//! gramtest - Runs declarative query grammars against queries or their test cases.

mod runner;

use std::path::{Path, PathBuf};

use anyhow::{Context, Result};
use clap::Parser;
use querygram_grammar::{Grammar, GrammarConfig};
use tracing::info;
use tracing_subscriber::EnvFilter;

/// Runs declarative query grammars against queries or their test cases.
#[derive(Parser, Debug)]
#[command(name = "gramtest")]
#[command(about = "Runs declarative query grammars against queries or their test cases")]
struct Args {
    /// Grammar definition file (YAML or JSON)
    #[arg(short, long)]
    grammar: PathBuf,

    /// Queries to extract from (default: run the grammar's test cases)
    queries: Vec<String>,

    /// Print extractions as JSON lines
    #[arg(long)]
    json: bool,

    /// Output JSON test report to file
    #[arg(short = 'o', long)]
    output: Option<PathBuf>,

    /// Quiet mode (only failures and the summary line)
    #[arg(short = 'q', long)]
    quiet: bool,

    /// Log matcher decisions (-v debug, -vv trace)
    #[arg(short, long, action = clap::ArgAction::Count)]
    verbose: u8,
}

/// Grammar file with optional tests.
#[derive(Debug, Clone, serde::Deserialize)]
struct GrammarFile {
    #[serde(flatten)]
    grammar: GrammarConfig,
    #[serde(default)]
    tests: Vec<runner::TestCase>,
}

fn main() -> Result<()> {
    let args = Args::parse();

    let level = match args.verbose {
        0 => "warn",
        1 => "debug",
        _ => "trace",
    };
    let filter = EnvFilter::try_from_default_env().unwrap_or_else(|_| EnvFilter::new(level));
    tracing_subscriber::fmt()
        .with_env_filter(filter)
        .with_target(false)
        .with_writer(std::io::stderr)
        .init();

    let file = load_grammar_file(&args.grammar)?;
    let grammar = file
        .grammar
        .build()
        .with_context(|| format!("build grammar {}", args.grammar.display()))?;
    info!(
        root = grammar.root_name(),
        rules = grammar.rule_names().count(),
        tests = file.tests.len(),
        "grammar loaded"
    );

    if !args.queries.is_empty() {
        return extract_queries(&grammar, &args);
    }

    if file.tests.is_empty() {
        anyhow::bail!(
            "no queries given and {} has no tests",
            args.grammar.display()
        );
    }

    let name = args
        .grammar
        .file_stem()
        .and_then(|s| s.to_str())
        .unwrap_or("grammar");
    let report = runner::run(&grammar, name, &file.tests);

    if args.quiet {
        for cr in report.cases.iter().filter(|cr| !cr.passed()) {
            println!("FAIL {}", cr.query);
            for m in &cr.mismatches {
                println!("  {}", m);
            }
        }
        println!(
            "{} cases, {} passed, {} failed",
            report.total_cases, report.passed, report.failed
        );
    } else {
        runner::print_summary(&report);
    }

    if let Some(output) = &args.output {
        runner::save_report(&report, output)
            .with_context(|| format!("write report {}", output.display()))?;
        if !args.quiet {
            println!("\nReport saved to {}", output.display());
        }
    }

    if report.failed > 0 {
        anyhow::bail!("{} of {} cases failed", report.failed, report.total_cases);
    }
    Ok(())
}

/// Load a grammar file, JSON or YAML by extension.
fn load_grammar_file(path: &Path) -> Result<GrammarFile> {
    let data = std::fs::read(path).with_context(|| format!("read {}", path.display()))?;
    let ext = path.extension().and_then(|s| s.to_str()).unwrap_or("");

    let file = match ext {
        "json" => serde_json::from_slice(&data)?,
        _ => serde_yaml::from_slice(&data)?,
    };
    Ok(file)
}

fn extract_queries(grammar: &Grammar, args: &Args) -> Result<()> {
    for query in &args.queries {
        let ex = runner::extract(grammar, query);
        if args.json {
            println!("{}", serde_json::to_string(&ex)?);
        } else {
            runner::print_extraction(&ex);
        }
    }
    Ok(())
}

● **TASK BRIEF**
Scan the listing and report each line where the word "format" shows up.

● **TASK OUTPUT**
        .with_context(|| format!("build grammar {}", args.grammar.display()))?;
            .with_context(|| format!("write report {}", output.display()))?;
    let data = std::fs::read(path).with_context(|| format!("read {}", path.display()))?;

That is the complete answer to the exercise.